颞 颌 关 节 病 (temporomandibular disorders,TMD)是人群中的一种常见病和多发病。对其发病机制迄今尚无统一认识。近年来,有关颞颌关节病的机理和治疗一直困扰着国内外学者,尤其是精神应激方面,国内外鲜有报道。为了进一步探讨精神影响与TMD的关系,笔者通过动物模型,应用组织形态学方法,观察心理刺激不同时期对相关炎性因子TNF-α的表达,以探讨精神心理因素在颞下颌关节病发病机制中的作用。

1 材料和方法

1.1 材料 SD大鼠,一级,75只,体重(150±10)g,雄性,由山东大学动物中心提供。

1.2 仪器与设备 随机应激仪,自制,装置分为两部分即刺激仪和刺激笼。刺激仪在结构上由随机发生器和输出电路组成。随机发生器由2个震荡器形成随机组合的脉冲,经延时后控制连续波发生器,后者产生4 Hz的连续频率,它的持续时间即刺激时间可在2、5、10 s内选择,随机形成的连续波经输出电路输出,输出脉冲的空载幅度为150 V。

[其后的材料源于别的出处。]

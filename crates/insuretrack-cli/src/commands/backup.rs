//! `insuretrack backup`

use std::path::PathBuf;

use clap::{Args, Subcommand};
use insuretrack_engine::commands::accounts::resolve_actor;
use insuretrack_engine::commands::backup::{create_backup, list_backups, restore_backup};

use super::{CliResult, Context};

#[derive(Debug, Args)]
pub struct BackupArgs {
    #[command(subcommand)]
    pub command: BackupCommand,
}

#[derive(Debug, Subcommand)]
pub enum BackupCommand {
    /// Export every table to a timestamped JSON file
    Create {
        /// Admin account to act as
        #[arg(long = "as", default_value = "admin")]
        actor: String,
    },
    /// Replace all data with a snapshot
    Restore {
        /// Snapshot to load (defaults to latest_backup.json)
        #[arg(long)]
        file: Option<PathBuf>,

        #[arg(long = "as", default_value = "admin")]
        actor: String,
    },
    /// List history snapshots, newest first
    List {
        #[arg(long = "as", default_value = "admin")]
        actor: String,
    },
}

pub fn execute(args: BackupArgs, ctx: &mut Context) -> CliResult {
    match args.command {
        BackupCommand::Create { actor } => {
            let actor = resolve_actor(&actor, &ctx.conn)?;
            let outcome = create_backup(&actor, &mut ctx.conn, &ctx.services)?;
            println!("Backup written: {}", outcome.path.display());
            println!(
                "  users: {}, policies: {}, claims: {}, notifications: {}",
                outcome.counts.users,
                outcome.counts.policies,
                outcome.counts.claims,
                outcome.counts.notifications
            );
        }
        BackupCommand::Restore { file, actor } => {
            let actor = resolve_actor(&actor, &ctx.conn)?;
            let outcome = restore_backup(&actor, file.as_deref(), &mut ctx.conn, &ctx.services)?;
            println!(
                "Restored {} (captured {})",
                outcome.source.display(),
                outcome.timestamp
            );
            println!(
                "  users: {}, policies: {}, claims: {}, notifications: {}",
                outcome.counts.users,
                outcome.counts.policies,
                outcome.counts.claims,
                outcome.counts.notifications
            );
        }
        BackupCommand::List { actor } => {
            let actor = resolve_actor(&actor, &ctx.conn)?;
            let backups = list_backups(&actor, &ctx.services)?;
            if backups.is_empty() {
                println!("No backups found");
            }
            for entry in backups {
                println!(
                    "{}  {}  {} bytes",
                    entry.captured_at.format("%Y-%m-%d %H:%M:%S"),
                    entry.filename,
                    entry.size_bytes
                );
            }
        }
    }
    Ok(())
}
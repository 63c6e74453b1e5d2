//! Application configuration
//!
//! Layered with the `config` crate, lowest precedence first:
//! 1. built-in defaults
//! 2. `insuretrack.toml` in the working directory (optional), or an explicit file
//! 3. `INSURETRACK_*` environment variables (e.g. `INSURETRACK_BACKUP_DIR`)
//!
//! Command-line flags are applied on top by the CLI.

use std::path::{Path, PathBuf};

use serde::Deserialize;

use crate::errors::{ExError, ExErrorKind};
use crate::logging_facility::Profile;

pub const DEFAULT_DATABASE_PATH: &str = "insurance_tracker.db";
pub const DEFAULT_BACKUP_DIR: &str = "backups";
pub const DEFAULT_UPLOAD_DIR: &str = "uploads";
pub const DEFAULT_MAX_UPLOAD_BYTES: u64 = 16 * 1024 * 1024;

const ENV_PREFIX: &str = "INSURETRACK";
const CONFIG_FILE_STEM: &str = "insuretrack";

#[derive(Debug, Clone, PartialEq, Deserialize)]
pub struct AppConfig {
    pub database_path: PathBuf,
    pub backup_dir: PathBuf,
    pub upload_dir: PathBuf,
    pub max_upload_bytes: u64,
    /// Take a full backup after every successful mutation
    pub backup_on_write: bool,
    pub log_profile: Profile,
}

impl Default for AppConfig {
    fn default() -> Self {
        Self {
            database_path: PathBuf::from(DEFAULT_DATABASE_PATH),
            backup_dir: PathBuf::from(DEFAULT_BACKUP_DIR),
            upload_dir: PathBuf::from(DEFAULT_UPLOAD_DIR),
            max_upload_bytes: DEFAULT_MAX_UPLOAD_BYTES,
            backup_on_write: true,
            log_profile: Profile::Development,
        }
    }
}

impl AppConfig {
    /// Load defaults, the optional `insuretrack.toml`, then the environment
    ///
    /// # Errors
    /// `ExErrorKind::Configuration` when a source is malformed.
    pub fn load() -> std::result::Result<Self, ExError> {
        Self::load_from(None)
    }

    /// Like [`AppConfig::load`], but an explicit file replaces the optional
    /// default one and must exist.
    ///
    /// # Errors
    /// `ExErrorKind::Configuration` when a source is missing or malformed.
    pub fn load_from(file: Option<&Path>) -> std::result::Result<Self, ExError> {
        let defaults = Self::default();
        let file_source = match file {
            Some(path) => config::File::from(path).required(true),
            None => config::File::with_name(CONFIG_FILE_STEM).required(false),
        };

        config::Config::builder()
            .set_default("database_path", path_str(&defaults.database_path))
            .and_then(|b| b.set_default("backup_dir", path_str(&defaults.backup_dir)))
            .and_then(|b| b.set_default("upload_dir", path_str(&defaults.upload_dir)))
            .and_then(|b| b.set_default("max_upload_bytes", defaults.max_upload_bytes as i64))
            .and_then(|b| b.set_default("backup_on_write", defaults.backup_on_write))
            .and_then(|b| b.set_default("log_profile", "development"))
            .map_err(config_error)?
            .add_source(file_source)
            .add_source(config::Environment::with_prefix(ENV_PREFIX).try_parsing(true))
            .build()
            .and_then(|c| c.try_deserialize::<AppConfig>())
            .map_err(config_error)
    }
}

fn path_str(path: &Path) -> String {
    path.to_string_lossy().into_owned()
}

fn config_error(err: config::ConfigError) -> ExError {
    ExError::new(ExErrorKind::Configuration)
        .with_op("load_config")
        .with_message(err.to_string())
}
#![allow(dead_code)]

use chrono::{Days, NaiveDate, Utc};
use insuretrack_core::logging_facility::Profile;
use insuretrack_core::model::{ClaimInput, NewUser, PolicyInput, PolicyType, Role};
use insuretrack_core::{Actor, AppConfig};
use insuretrack_core_types::Sensitive;
use insuretrack_engine::Services;
use insuretrack_store::db;
use insuretrack_store::repo::UserRepo;
use rusqlite::Connection;
use tempfile::TempDir;

pub struct Fixture {
    pub dir: TempDir,
    pub conn: Connection,
    pub services: Services,
}

/// In-memory database, scratch backup and upload directories, no automatic
/// backups
pub fn fixture() -> Fixture {
    build(false)
}

pub fn fixture_with_auto_backup() -> Fixture {
    build(true)
}

fn build(backup_on_write: bool) -> Fixture {
    let dir = TempDir::new().unwrap();
    let config = AppConfig {
        database_path: dir.path().join("tracker.db"),
        backup_dir: dir.path().join("backups"),
        upload_dir: dir.path().join("uploads"),
        max_upload_bytes: 64 * 1024,
        backup_on_write,
        log_profile: Profile::Test,
    };
    Fixture {
        conn: db::open_in_memory().unwrap(),
        services: Services::new(config),
        dir,
    }
}

/// Insert an account directly; skips password hashing
pub fn account(conn: &Connection, username: &str, role: Role) -> Actor {
    let user = UserRepo::insert(
        conn,
        &NewUser {
            username: username.to_string(),
            email: format!("{}@example.com", username),
            password_hash: Sensitive::new(format!("not-a-real-hash-{}", username)),
            full_name: format!("{} Example", username),
            role,
        },
        Utc::now().naive_utc(),
    )
    .unwrap();
    Actor::from_user(&user)
}

pub fn today() -> NaiveDate {
    Utc::now().date_naive()
}

pub fn days_from_today(days: u64) -> NaiveDate {
    today() + Days::new(days)
}

pub fn date(y: i32, m: u32, d: u32) -> NaiveDate {
    NaiveDate::from_ymd_opt(y, m, d).unwrap()
}

pub fn policy_input(number: &str, expiry_date: NaiveDate) -> PolicyInput {
    PolicyInput {
        policy_number: number.to_string(),
        policy_type: PolicyType::Home,
        provider_name: "Harbour Insurance".to_string(),
        provider_contact: None,
        premium_amount: 310.0,
        coverage_amount: 180_000.0,
        issue_date: date(2024, 1, 1),
        expiry_date,
        description: None,
    }
}

pub fn claim_input(number: &str, policy_id: i64) -> ClaimInput {
    ClaimInput {
        claim_number: number.to_string(),
        policy_id,
        claim_amount: 2_400.0,
        incident_date: date(2025, 1, 15),
        description: "Burst pipe flooded the kitchen".to_string(),
    }
}
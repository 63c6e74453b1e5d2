//! Policy commands

use std::time::Instant;

use insuretrack_core::errors::TrackerError;
use insuretrack_core::model::{Claim, Policy, PolicyInput};
use insuretrack_core::rules::validate_policy_input;
use insuretrack_core::{log_op_end, log_op_error, log_op_start, Action, Actor};
use insuretrack_store::errors::Result;
use insuretrack_store::repo::{ClaimRepo, Page, PolicyFilter, PolicyRepo};
use rusqlite::Connection;

use super::context::{elapsed_ms, now, Services};

/// A policy with the claims filed against it, newest first
#[derive(Debug, Clone, PartialEq)]
pub struct PolicyDetail {
    pub policy: Policy,
    pub claims: Vec<Claim>,
}

/// Paginated policy listing, newest first, narrowed to the actor's scope
///
/// # Errors
/// Persistence errors only.
pub fn list_policies(
    actor: &Actor,
    filter: &PolicyFilter,
    page: u32,
    conn: &Connection,
) -> Result<Page<Policy>> {
    log_op_start!("list_policies", actor_id = actor.user_id, page = page);
    let start = Instant::now();

    let scoped = PolicyFilter {
        owner: actor.scope().owner().or(filter.owner),
        ..filter.clone()
    };
    let result = PolicyRepo::list(conn, &scoped, page).map_err(|e| {
        log_op_error!("list_policies", e.clone(), duration_ms = elapsed_ms(start));
        e
    })?;

    log_op_end!("list_policies", duration_ms = elapsed_ms(start), total = result.total);
    Ok(result)
}

/// # Errors
/// `NotFound` for an unknown id, `Forbidden` if the actor may not see it.
pub fn view_policy(
    actor: &Actor,
    policy_id: i64,
    conn: &Connection,
    services: &Services,
) -> Result<PolicyDetail> {
    log_op_start!("view_policy", actor_id = actor.user_id, policy_id = policy_id);
    let start = Instant::now();

    let detail = view_policy_impl(actor, policy_id, conn, services).map_err(|e| {
        log_op_error!("view_policy", e.clone(), duration_ms = elapsed_ms(start));
        e
    })?;

    log_op_end!(
        "view_policy",
        duration_ms = elapsed_ms(start),
        claims = detail.claims.len()
    );
    Ok(detail)
}

fn view_policy_impl(
    actor: &Actor,
    policy_id: i64,
    conn: &Connection,
    services: &Services,
) -> Result<PolicyDetail> {
    let policy = load_policy(conn, policy_id)?;
    services.authorize(actor, &Action::ViewPolicy(&policy))?;
    let claims = ClaimRepo::for_policy(conn, policy.id)?;
    Ok(PolicyDetail { policy, claims })
}

/// Add an active policy owned by the actor
///
/// # Errors
/// `InvalidInput` for a bad field, `AlreadyExists` for a taken number.
pub fn add_policy(
    actor: &Actor,
    input: &PolicyInput,
    conn: &mut Connection,
    services: &Services,
) -> Result<Policy> {
    log_op_start!(
        "add_policy",
        actor_id = actor.user_id,
        policy_number = input.policy_number.as_str()
    );
    let start = Instant::now();

    let policy = add_policy_impl(actor, input, conn, services).map_err(|e| {
        log_op_error!("add_policy", e.clone(), duration_ms = elapsed_ms(start));
        e
    })?;

    log_op_end!("add_policy", duration_ms = elapsed_ms(start), policy_id = policy.id);
    Ok(policy)
}

fn add_policy_impl(
    actor: &Actor,
    input: &PolicyInput,
    conn: &mut Connection,
    services: &Services,
) -> Result<Policy> {
    services.authorize(actor, &Action::CreatePolicy)?;
    validate_policy_input(input)?;
    ensure_number_free(conn, &input.policy_number, None)?;

    let policy = PolicyRepo::insert(conn, actor.user_id, input, now())?;

    services.backup_after_write("add_policy", conn);
    Ok(policy)
}

/// Replace a policy's editable fields; status and owner stay as they are
///
/// # Errors
/// `NotFound`, `Forbidden`, `InvalidInput`, or `AlreadyExists` when the new
/// number belongs to another policy.
pub fn edit_policy(
    actor: &Actor,
    policy_id: i64,
    input: &PolicyInput,
    conn: &mut Connection,
    services: &Services,
) -> Result<Policy> {
    log_op_start!("edit_policy", actor_id = actor.user_id, policy_id = policy_id);
    let start = Instant::now();

    let policy = edit_policy_impl(actor, policy_id, input, conn, services).map_err(|e| {
        log_op_error!("edit_policy", e.clone(), duration_ms = elapsed_ms(start));
        e
    })?;

    log_op_end!("edit_policy", duration_ms = elapsed_ms(start));
    Ok(policy)
}

fn edit_policy_impl(
    actor: &Actor,
    policy_id: i64,
    input: &PolicyInput,
    conn: &mut Connection,
    services: &Services,
) -> Result<Policy> {
    let existing = load_policy(conn, policy_id)?;
    services.authorize(actor, &Action::EditPolicy(&existing))?;
    validate_policy_input(input)?;
    ensure_number_free(conn, &input.policy_number, Some(existing.id))?;

    PolicyRepo::update(conn, existing.id, input, now())?;
    let updated = load_policy(conn, existing.id)?;

    services.backup_after_write("edit_policy", conn);
    Ok(updated)
}

/// Delete a policy together with its claims; returns what was deleted
///
/// # Errors
/// `NotFound` for an unknown id, `Forbidden` if the actor may not delete it.
pub fn delete_policy(
    actor: &Actor,
    policy_id: i64,
    conn: &mut Connection,
    services: &Services,
) -> Result<Policy> {
    log_op_start!("delete_policy", actor_id = actor.user_id, policy_id = policy_id);
    let start = Instant::now();

    let policy = delete_policy_impl(actor, policy_id, conn, services).map_err(|e| {
        log_op_error!("delete_policy", e.clone(), duration_ms = elapsed_ms(start));
        e
    })?;

    log_op_end!("delete_policy", duration_ms = elapsed_ms(start));
    Ok(policy)
}

fn delete_policy_impl(
    actor: &Actor,
    policy_id: i64,
    conn: &mut Connection,
    services: &Services,
) -> Result<Policy> {
    let policy = load_policy(conn, policy_id)?;
    services.authorize(actor, &Action::DeletePolicy(&policy))?;

    PolicyRepo::delete_cascade(conn, policy.id)?;

    services.backup_after_write("delete_policy", conn);
    Ok(policy)
}

pub(crate) fn load_policy(conn: &Connection, policy_id: i64) -> Result<Policy> {
    PolicyRepo::get(conn, policy_id)?.ok_or_else(|| TrackerError::PolicyNotFound { policy_id }.into())
}

fn ensure_number_free(conn: &Connection, policy_number: &str, excluding: Option<i64>) -> Result<()> {
    if PolicyRepo::number_exists(conn, policy_number, excluding)? {
        return Err(TrackerError::DuplicatePolicyNumber {
            policy_number: policy_number.to_string(),
        }
        .into());
    }
    Ok(())
}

1.3 实验动物分组和方法 将75只大鼠分为空白对照组、电击组(foot-shocked,FS)、应激组(emotional stress,ES)、药物对照组(anti-anxiety-drug,AAD)、生理盐水组(saline injection,SI),15只/组。 以上各组又随机分为10、20、30 d三个亚组,5只/组。

1.4 建立模型 模型建立时参考文献[1,2]的建模方法。电击组:每天固定时间给予足部电击30min,1次/d,电压80 V,应激频率4 Hz,以维持受刺激动物惊恐、紧张和愤怒的应激状态。应激组:电击组受电击后排便,竖毛,尖叫等反应影响该组大鼠。药物对照组:实验前30 min给抗焦虑抑郁注射液1 mg/kg体重,与心理对照组同时进行。生理盐水组:实验前30 min给予同药物组剂量的盐水注射。空白对照组:不给予以上应激影响。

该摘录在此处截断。